Generally, we believe that biochemical experiments combined with high-throughput technologies could shed new light to explore complex biological mechanisms underlying the efficacy of APBBR. At the same time, the lncRNA played an important role in the IR and could offer new therapeutic targets for IR mechanism research. It is noteworthy that many lncRNAs in the ceRNA network are not annotated, which is quite worth futher study. We hope to inspire researchers to study the role of non-coding RNAs in IR and APBBR treatment.
Conclusions
In summary, our investigation indicates that attenuated IR in hepG2 cells manifestation by increased cell survival rate and decreased ROS level.
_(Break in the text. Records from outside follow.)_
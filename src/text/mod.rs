//! Text preparation: cleanup for synthesis and sentence segmentation.

pub mod normalize;
pub mod segment;

pub use normalize::clean_for_speech;
pub use segment::{is_paragraph_break, RuleSegmenter, SentenceSegmenter, SentenceSpan};
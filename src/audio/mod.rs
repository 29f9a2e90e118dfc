//! Audio buffers, encoding/decoding, and sanity checks.

pub mod codec;
pub mod verify;

pub use codec::{compute_rms, decode_audio_file, duration_in_seconds, encode_wav};
pub use verify::verify_audio_quality;
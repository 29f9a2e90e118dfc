//! Text cleanup before synthesis.
//!
//! Voice engines mis-render quotation glyphs and read full-caps text
//! robotically, so both are normalized away before a sentence reaches the
//! engine.

/// Quote glyphs that are stripped entirely rather than replaced.
const QUOTE_CHARS: [char; 7] = ['"', '\u{201C}', '\u{201D}', '\u{00AB}', '\u{00BB}', '\u{2039}', '\u{203A}'];

/// Fraction of alphabetic characters that must be uppercase before a
/// segment counts as shouting and is converted to title case.
const SHOUTING_RATIO: f32 = 0.7;

/// Clean a text segment for synthesis.
///
/// Curly apostrophes become straight ones, double quotes and guillemets are
/// removed, and shouting text is converted to title case. Deterministic and
/// idempotent on already-clean text.
pub fn clean_for_speech(text: &str) -> String {
    let mut cleaned: String = text
        .chars()
        .map(|c| match c {
            '\u{2019}' | '\u{2018}' => '\'',
            other => other,
        })
        .filter(|c| !QUOTE_CHARS.contains(c))
        .collect();

    let alpha_total = cleaned.chars().filter(|c| c.is_alphabetic()).count();
    if alpha_total > 0 {
        let upper = cleaned
            .chars()
            .filter(|c| c.is_alphabetic() && c.is_uppercase())
            .count();
        if upper as f32 / alpha_total as f32 > SHOUTING_RATIO {
            cleaned = title_case(&cleaned);
        }
    }

    cleaned
}

/// Uppercase the first letter of each whitespace-separated word, lowercase
/// the rest.
fn title_case(text: &str) -> String {
    let mut result = String::with_capacity(text.len());
    let mut at_word_start = true;
    for c in text.chars() {
        if c.is_whitespace() {
            at_word_start = true;
            result.push(c);
        } else if at_word_start {
            at_word_start = false;
            result.extend(c.to_uppercase());
        } else {
            result.extend(c.to_lowercase());
        }
    }
    result
}
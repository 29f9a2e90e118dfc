//! Background execution of a whole-book synthesis run.
//!
//! The front-end bridge (GUI, HTTP, whatever) starts a run, then polls the
//! progress store; it never blocks on the worker. One runner hosts at most
//! one run at a time.

use std::path::PathBuf;
use std::sync::atomic::{AtomicBool, Ordering};
use std::sync::{Arc, Mutex};
use std::time::Instant;

use log::{error, info};
use tokio::task::JoinHandle;

use crate::book::{book_output_dir, format_elapsed, BookMetadata, Chapter};
use crate::config::PipelineConfig;
use crate::engine::voice::VoiceSpec;
use crate::error::{Result, VoxbookError};
use crate::progress::{CancellationToken, ProgressSnapshot, ProgressStore};
use crate::synth::book::{generate_audiobook, BookOutcome};
use crate::synth::pipeline::SpeechPipeline;

/// Everything one synthesis run needs.
pub struct SynthesisRequest {
    pub chapters: Vec<Chapter>,
    /// Folder the per-book output directory is created in
    pub output_folder: PathBuf,
    pub voice: VoiceSpec,
    pub metadata: BookMetadata,
    pub config: PipelineConfig,
}

/// Owns the progress store and cancellation flag for book runs.
pub struct SynthesisRunner {
    progress: Arc<ProgressStore>,
    cancel: Mutex<CancellationToken>,
    running: Arc<AtomicBool>,
}

impl SynthesisRunner {
    pub fn new() -> Self {
        Self {
            progress: Arc::new(ProgressStore::new()),
            cancel: Mutex::new(CancellationToken::new()),
            running: Arc::new(AtomicBool::new(false)),
        }
    }

    /// Shared handle to the progress store, for pollers.
    pub fn progress(&self) -> Arc<ProgressStore> {
        self.progress.clone()
    }

    /// Latest progress snapshot.
    pub fn snapshot(&self) -> Arc<ProgressSnapshot> {
        self.progress.snapshot()
    }

    pub fn is_running(&self) -> bool {
        self.running.load(Ordering::SeqCst)
    }

    /// Request the active run to stop at the next sentence boundary.
    pub fn stop(&self) {
        info!("Stop requested");
        self.cancel.lock().unwrap().cancel();
    }

    /// Start a book run on a worker thread.
    ///
    /// Returns the join handle carrying the run's outcome; the same outcome
    /// is also reflected into the progress store as a terminal status, so
    /// pollers need never touch the handle. Refuses to start while another
    /// run is active.
    pub fn start(&self, request: SynthesisRequest) -> Result<JoinHandle<Result<BookOutcome>>> {
        if self.running.swap(true, Ordering::SeqCst) {
            return Err(VoxbookError::Configuration(
                "Synthesis already in progress".to_string(),
            ));
        }

        // Fresh token per run so an old stop request cannot leak in.
        let cancel = CancellationToken::new();
        *self.cancel.lock().unwrap() = cancel.clone();

        let store = self.progress.clone();
        let running = self.running.clone();
        store.publish(0.0, "Starting...", true);

        Ok(tokio::task::spawn_blocking(move || {
            let started = Instant::now();
            let result = run_book(&request, &store, &cancel);

            match &result {
                Ok(BookOutcome::Container(path)) => {
                    let name = path
                        .file_name()
                        .map(|n| n.to_string_lossy().into_owned())
                        .unwrap_or_else(|| path.display().to_string());
                    store.publish(
                        100.0,
                        format!(
                            "Complete! Saved to {} in {}",
                            name,
                            format_elapsed(started.elapsed().as_secs())
                        ),
                        false,
                    );
                }
                Ok(BookOutcome::Chapters(files)) => {
                    store.publish(
                        100.0,
                        format!(
                            "Complete! Generated {} chapters in {}",
                            files.len(),
                            format_elapsed(started.elapsed().as_secs())
                        ),
                        false,
                    );
                }
                Ok(BookOutcome::Stopped) => {
                    // Percent stays wherever the run was when the flag fired.
                    let pinned = store.snapshot().percent;
                    store.publish(pinned, "Stopped", false);
                }
                Err(e) => {
                    error!("Synthesis failed: {}", e);
                    let pinned = store.snapshot().percent;
                    store.publish(pinned, format!("Error: {}", e), false);
                }
            }

            running.store(false, Ordering::SeqCst);
            result
        }))
    }
}

impl Default for SynthesisRunner {
    fn default() -> Self {
        Self::new()
    }
}

fn run_book(
    request: &SynthesisRequest,
    store: &ProgressStore,
    cancel: &CancellationToken,
) -> Result<BookOutcome> {
    let pipeline = SpeechPipeline::from_installed(&request.voice, request.config.clone())?;
    let book_dir = book_output_dir(&request.output_folder, &request.metadata);

    generate_audiobook(
        &request.chapters,
        &book_dir,
        &pipeline,
        &request.metadata,
        |percent, status| store.publish(percent, status, true),
        cancel,
    )
}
Furthermore, we explored the target genes highly enriched in pathways related to ROS and IR and predicted the network regulated by lncRNA according to ceRNA theory, revealing the potential biofunctional roles for lncRNAs as drivers of IR. Transcriptome profiling and regulatory network provides a rationale for exploiting the insulin-sensitizing potential of APBBR by decreasing ROS level via MAPK pathway, which enriches the therapeutic options in the treatment of IR and enhanced our understanding of APBBR. This study provided the expression profile of lncRNAs in IR-hepG2 cells for the first time and laid a foundation for the study on the molecular mechanism of lncRNA regulating IR as well as the follow-up study on the lncRNA regulating mechanism of APBBR in treating IR.